S.R. v. Superintendent of Financial Services and OMERS Administration Corporation
FST File No.: P0511-2012
Date of decision: February 18, 2014
Panel members: Elizabeth Shilton (Chair), Patrick Longhurst, Shiraz Bharmal
Parties to hearing: S.R.; Superintendent of Financial Services; OMERS Administration Corporation
SUBJECT: MOTION FOR DECISION BEFORE ALL EVIDENCE WAS HEARD
The Superintendent of Financial Services (the “Superintendent”) issued a Notice of Intended Decision on August 8, 2013 refusing to order OMERS Administration Corporation (“OMERS”) to pay survivor benefits to S.R. on the basis that S.R. was not a “spouse” as that term is defined in the Pension Benefits Act. S.R. requested a hearing on November 16, 2012.
At the pre-hearing conference on February 25, 2013, full party status was granted to OMERS.
The hearing commenced on August 7, 2013. S.R. indicated after a few hours on that day that she was withdrawing her hearing request. However, she rescinded her request the next morning and the Tribunal subsequently issued a decision allowing her to rescind her withdrawal.
The hearing resumed on October 30 and 31, 2013. S.R. called three witnesses (one by DVD, one by affidavit, and one live) and then testified on her own behalf. During her testimony in chief on October 31, she became ill and the hearing could not continue.
S.R. then brought a motion requesting the Tribunal to issue a decision based on the evidence that had been presented. The Superintendent and OMERS opposed the request, primarily on the basis that this was a case where much depended on credibility and S.R. had not yet been cross-examined. In addition, OMERS had not yet called its witnesses.
The Tribunal dismissed the motion on the basis that S.R.’s credibility was the central issue and she had not yet been cross-examined. Without prejudging the case, the Superintendent and OMERS were not being unreasonable in seeking to challenge S.R.’s credibility. While there have been cases in which witnesses have not been cross-examined due to illness, death, or disappearance, in this case the medical evidence was too vague to support S.R.’s claim that she could not continue with the hearing. If S.R.’s motion was granted, this would result in a denial of natural justice to OMERS and the Superintendent, particularly because OMERS had not yet had a chance to call its witnesse.
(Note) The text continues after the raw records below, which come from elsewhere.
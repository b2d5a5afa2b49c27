mod config;
mod documents;
mod errors;
mod generation;
mod jobs;
mod llm_client;
mod models;
mod routes;
mod state;

use anyhow::{Context, Result};
use axum::http::HeaderValue;
use std::net::SocketAddr;
use std::sync::Arc;
use tower_http::{
    cors::{AllowOrigin, Any, CorsLayer},
    trace::TraceLayer,
};
use tracing::info;
use tracing_subscriber::{layer::SubscriberExt, util::SubscriberInitExt, EnvFilter};

use crate::config::Config;
use crate::documents::DocumentProcessor;
use crate::generation::generator::GenerationAgent;
use crate::jobs::extraction::ExtractionAgent;
use crate::jobs::scraper::WebScraper;
use crate::jobs::validation::{JobValidator, ValidationRules};
use crate::llm_client::retry::RetryPolicy;
use crate::llm_client::LlmClient;
use crate::routes::build_router;
use crate::state::AppState;

#[tokio::main]
async fn main() -> Result<()> {
    // Load configuration first (fails on missing or malformed env vars)
    let config = Config::from_env()?;

    // Initialize structured logging
    tracing_subscriber::registry()
        .with(EnvFilter::try_from_default_env().unwrap_or_else(|_| {
            EnvFilter::new(format!("{}={}", env!("CARGO_CRATE_NAME"), &config.rust_log))
        }))
        .with(tracing_subscriber::fmt::layer())
        .init();

    info!("Starting CV Tailor API v{}", env!("CARGO_PKG_VERSION"));

    // Initialize LLM client (shared by both agents)
    let llm = Arc::new(
        LlmClient::new(config.anthropic_api_key.clone(), config.llm_timeout)
            .context("Failed to build LLM HTTP client")?,
    );
    info!("LLM client initialized (model: {})", llm_client::MODEL);

    let validator = JobValidator::new(ValidationRules {
        allowed_boards: config.allowed_boards.clone(),
        ..ValidationRules::default()
    });
    info!("Allowed job boards: {}", config.allowed_boards.join(", "));

    let scraper = WebScraper::new(config.scrape_timeout).context("Failed to build scraper HTTP client")?;

    // Build app state
    let state = AppState {
        scraper: Arc::new(scraper),
        extraction: Arc::new(ExtractionAgent::new(llm.clone(), validator)),
        generation: Arc::new(
            GenerationAgent::new(llm, RetryPolicy::generation())
                .with_deadline(config.generation_timeout),
        ),
        documents: DocumentProcessor,
    };

    // Build router
    let app = build_router(state)
        .layer(TraceLayer::new_for_http())
        .layer(cors_layer(&config.cors_origins)?);

    let addr: SocketAddr = format!("0.0.0.0:{}", config.port).parse()?;
    info!("Listening on {addr}");

    let listener = tokio::net::TcpListener::bind(addr).await?;
    axum::serve(listener, app).await?;

    Ok(())
}

/// CORS restricted to the configured frontend origins.
fn cors_layer(origins: &[String]) -> Result<CorsLayer> {
    let origins = origins
        .iter()
        .map(|origin| {
            origin
                .parse::<HeaderValue>()
                .with_context(|| format!("Invalid CORS origin '{origin}'"))
        })
        .collect::<Result<Vec<_>>>()?;

    Ok(CorsLayer::new()
        .allow_origin(AllowOrigin::list(origins))
        .allow_methods(Any)
        .allow_headers(Any))
}
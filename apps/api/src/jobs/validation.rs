//! Job Validator: three-layer rule engine over scraped job postings.
//!
//! Layers run in order (syntax → semantic → completeness) and never short-circuit:
//! every issue from every layer is collected before the job is rejected. A job that
//! passes comes back as a normalized copy; the input is never modified.

use std::collections::HashSet;
use std::fmt;

use serde::{Deserialize, Serialize};
use thiserror::Error;
use url::Url;

use crate::models::job::ScrapedJob;

const VALID_URL_SCHEMES: &[&str] = &["http", "https"];
const DEFAULT_ALLOWED_BOARDS: &[&str] = &["linkedin", "gupy", "indeed"];

// ────────────────────────────────────────────────────────────────────────────
// Issue model
// ────────────────────────────────────────────────────────────────────────────

#[derive(Debug, Clone, Copy, PartialEq, Eq, Hash, Serialize, Deserialize)]
#[serde(rename_all = "snake_case")]
pub enum ValidationLayer {
    Syntax,
    Semantic,
    Completeness,
}

impl fmt::Display for ValidationLayer {
    fn fmt(&self, f: &mut fmt::Formatter<'_>) -> fmt::Result {
        let name = match self {
            ValidationLayer::Syntax => "syntax",
            ValidationLayer::Semantic => "semantic",
            ValidationLayer::Completeness => "completeness",
        };
        f.write_str(name)
    }
}

/// A single rule failure.
#[derive(Debug, Clone, PartialEq, Eq, Serialize, Deserialize)]
pub struct ValidationIssue {
    pub layer: ValidationLayer,
    pub field: String,
    pub message: String,
    pub code: String,
}

impl ValidationIssue {
    fn new(layer: ValidationLayer, field: &str, message: impl Into<String>, code: &str) -> Self {
        Self {
            layer,
            field: field.to_string(),
            message: message.into(),
            code: code.to_string(),
        }
    }

    /// Renders as `layer.field: message`, the form surfaced in API error details.
    pub fn detail(&self) -> String {
        format!("{}.{}: {}", self.layer, self.field, self.message)
    }
}

/// Raised when one or more rules fail. Always carries the full issue list.
#[derive(Debug, Clone, Error)]
#[error("Job validation failed ({})", summarize(.issues))]
pub struct ValidationError {
    issues: Vec<ValidationIssue>,
}

impl ValidationError {
    pub fn new(issues: Vec<ValidationIssue>) -> Self {
        debug_assert!(!issues.is_empty(), "ValidationError requires at least one issue");
        Self { issues }
    }

    pub fn issues(&self) -> &[ValidationIssue] {
        &self.issues
    }
}

fn summarize(issues: &[ValidationIssue]) -> String {
    issues
        .iter()
        .map(|i| format!("{}:{}:{}", i.layer, i.field, i.message))
        .collect::<Vec<_>>()
        .join("; ")
}

// ────────────────────────────────────────────────────────────────────────────
// Rules
// ────────────────────────────────────────────────────────────────────────────

/// Tunable thresholds. `Default` carries the production values.
#[derive(Debug, Clone)]
pub struct ValidationRules {
    pub allowed_boards: Vec<String>,
    pub min_title_chars: usize,
    pub max_title_chars: usize,
    pub min_company_chars: usize,
    pub max_company_chars: usize,
    pub min_description_chars: usize,
    pub max_description_chars: usize,
    pub min_description_words: usize,
    pub min_skill_count: usize,
    pub max_skill_count: usize,
}

impl Default for ValidationRules {
    fn default() -> Self {
        Self {
            allowed_boards: DEFAULT_ALLOWED_BOARDS.iter().map(|b| b.to_string()).collect(),
            min_title_chars: 4,
            max_title_chars: 120,
            min_company_chars: 2,
            max_company_chars: 120,
            min_description_chars: 80,
            max_description_chars: 20_000,
            min_description_words: 15,
            min_skill_count: 1,
            max_skill_count: 25,
        }
    }
}

/// Stateless validator; safe to share across concurrent requests.
#[derive(Debug, Clone)]
pub struct JobValidator {
    rules: ValidationRules,
    allowed_boards: HashSet<String>,
}

impl Default for JobValidator {
    fn default() -> Self {
        Self::new(ValidationRules::default())
    }
}

impl JobValidator {
    pub fn new(rules: ValidationRules) -> Self {
        let allowed_boards = rules
            .allowed_boards
            .iter()
            .map(|b| b.trim().to_lowercase())
            .filter(|b| !b.is_empty())
            .collect();
        Self {
            rules,
            allowed_boards,
        }
    }

    /// Same rules without a minimum skill count. Generic postings never carry a
    /// skill list until the LLM supplies one, so their intake pass uses this.
    pub fn without_skill_minimum(&self) -> Self {
        Self::new(ValidationRules {
            min_skill_count: 0,
            ..self.rules.clone()
        })
    }

    /// Runs all three layers and returns a normalized copy of the job.
    pub fn validate(&self, job: &ScrapedJob) -> Result<ScrapedJob, ValidationError> {
        let mut issues = self.check_syntax(job);
        issues.extend(self.check_semantics(job));
        issues.extend(self.check_completeness(job));

        if !issues.is_empty() {
            return Err(ValidationError::new(issues));
        }

        Ok(normalize(job))
    }

    fn check_syntax(&self, job: &ScrapedJob) -> Vec<ValidationIssue> {
        let mut issues = Vec::new();

        if !is_http_url(&job.url) {
            issues.push(ValidationIssue::new(
                ValidationLayer::Syntax,
                "url",
                "URL must include http(s) scheme and hostname",
                "invalid_url",
            ));
        }

        for (field, value) in [
            ("title", &job.title),
            ("company", &job.company),
            ("description", &job.description),
        ] {
            if value.trim().is_empty() {
                issues.push(ValidationIssue::new(
                    ValidationLayer::Syntax,
                    field,
                    format!("{} must be a non-empty string", capitalize_first(field)),
                    &format!("invalid_{field}"),
                ));
            }
        }

        if job.skills.iter().any(|s| s.trim().is_empty()) {
            issues.push(ValidationIssue::new(
                ValidationLayer::Syntax,
                "skills",
                "Each skill must be a non-empty string",
                "invalid_skill_entry",
            ));
        }

        issues
    }

    fn check_semantics(&self, job: &ScrapedJob) -> Vec<ValidationIssue> {
        let rules = &self.rules;
        let mut issues = Vec::new();

        if !self.allowed_boards.contains(&job.board.trim().to_lowercase()) {
            issues.push(ValidationIssue::new(
                ValidationLayer::Semantic,
                "board",
                format!("Board '{}' is not supported", job.board),
                "unsupported_board",
            ));
        }

        let title = job.title.trim();
        let title_len = title.chars().count();
        if title_len < rules.min_title_chars || title_len > rules.max_title_chars {
            issues.push(ValidationIssue::new(
                ValidationLayer::Semantic,
                "title",
                format!(
                    "Title must be between {} and {} characters",
                    rules.min_title_chars, rules.max_title_chars
                ),
                "title_length_out_of_bounds",
            ));
        } else if !title.chars().any(char::is_alphabetic) {
            issues.push(ValidationIssue::new(
                ValidationLayer::Semantic,
                "title",
                "Title must contain alphabetic characters",
                "title_requires_alpha",
            ));
        }

        let company_len = job.company.trim().chars().count();
        if company_len < rules.min_company_chars || company_len > rules.max_company_chars {
            issues.push(ValidationIssue::new(
                ValidationLayer::Semantic,
                "company",
                format!(
                    "Company must be between {} and {} characters",
                    rules.min_company_chars, rules.max_company_chars
                ),
                "company_length_out_of_bounds",
            ));
        }

        let description_len = job.description.trim().chars().count();
        if description_len < rules.min_description_chars {
            issues.push(ValidationIssue::new(
                ValidationLayer::Semantic,
                "description",
                format!(
                    "Description must contain at least {} characters",
                    rules.min_description_chars
                ),
                "description_too_short",
            ));
        } else if description_len > rules.max_description_chars {
            issues.push(ValidationIssue::new(
                ValidationLayer::Semantic,
                "description",
                format!("Description exceeds {} characters", rules.max_description_chars),
                "description_too_long",
            ));
        }

        issues
    }

    fn check_completeness(&self, job: &ScrapedJob) -> Vec<ValidationIssue> {
        let rules = &self.rules;
        let mut issues = Vec::new();

        let word_count = job.description.split_whitespace().count();
        if word_count < rules.min_description_words {
            issues.push(ValidationIssue::new(
                ValidationLayer::Completeness,
                "description",
                format!(
                    "Description must contain at least {} words",
                    rules.min_description_words
                ),
                "description_missing_detail",
            ));
        }

        let skill_count = job.skills.len();
        if skill_count < rules.min_skill_count {
            issues.push(ValidationIssue::new(
                ValidationLayer::Completeness,
                "skills",
                format!("At least {} skill(s) are required", rules.min_skill_count),
                "skills_missing",
            ));
        } else if skill_count > rules.max_skill_count {
            issues.push(ValidationIssue::new(
                ValidationLayer::Completeness,
                "skills",
                format!("Provide no more than {} skills", rules.max_skill_count),
                "skills_excessive",
            ));
        }

        issues
    }
}

// ────────────────────────────────────────────────────────────────────────────
// Normalization
// ────────────────────────────────────────────────────────────────────────────

fn normalize(job: &ScrapedJob) -> ScrapedJob {
    ScrapedJob {
        url: job.url.trim().to_string(),
        board: job.board.trim().to_lowercase(),
        title: job.title.trim().to_string(),
        company: job.company.trim().to_string(),
        description: job.description.trim().to_string(),
        skills: normalize_skills(&job.skills),
        raw_html: job.raw_html.clone(),
    }
}

/// Trims, drops empties, dedupes case-insensitively (first occurrence wins) and
/// uppercases the first letter of all-lowercase entries. Mixed-case entries such
/// as `iOS` are kept verbatim.
pub fn normalize_skills(skills: &[String]) -> Vec<String> {
    let mut seen = HashSet::new();
    let mut result = Vec::new();

    for skill in skills {
        let trimmed = skill.trim();
        if trimmed.is_empty() || !seen.insert(trimmed.to_lowercase()) {
            continue;
        }
        if trimmed.chars().any(char::is_uppercase) {
            result.push(trimmed.to_string());
        } else {
            result.push(capitalize_first(trimmed));
        }
    }

    result
}

fn capitalize_first(value: &str) -> String {
    let mut chars = value.chars();
    match chars.next() {
        Some(first) => first.to_uppercase().chain(chars).collect(),
        None => String::new(),
    }
}

fn is_http_url(raw: &str) -> bool {
    match Url::parse(raw.trim()) {
        Ok(url) => {
            VALID_URL_SCHEMES.contains(&url.scheme())
                && url.host_str().is_some_and(|h| !h.is_empty())
        }
        Err(_) => false,
    }
}

// ────────────────────────────────────────────────────────────────────────────
// Tests
// ────────────────────────────────────────────────────────────────────────────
The Tribunal ordered that S.R. was given leave to withdraw her hearing request if she chose to do so. If S.R. wished to resume the proceeding, she was to give notice within 30 days of February 18, 2014 to the Tribunal Registrar and to the other parties. If no such steps were taken, the application would be dismissed. Finally, the anonymization order made on September 3, 2013 was to remain in place and become permanent if the matter proceeded no further, and any party seeking an order to keep the record or part of it confidential must advise the Registrar within 30 days of February 18, 2014.
Cases referred to:
Bank of Montreal v. Drycreek Livestock Enterprises Ltd., M.J. No. 325 (QB)
Canadian Union of Public Employees, Local 79 (Bodnar Grievance), O.L.A.A. No. 71
R. v. Cameron, O.J. No. 1928 (CA)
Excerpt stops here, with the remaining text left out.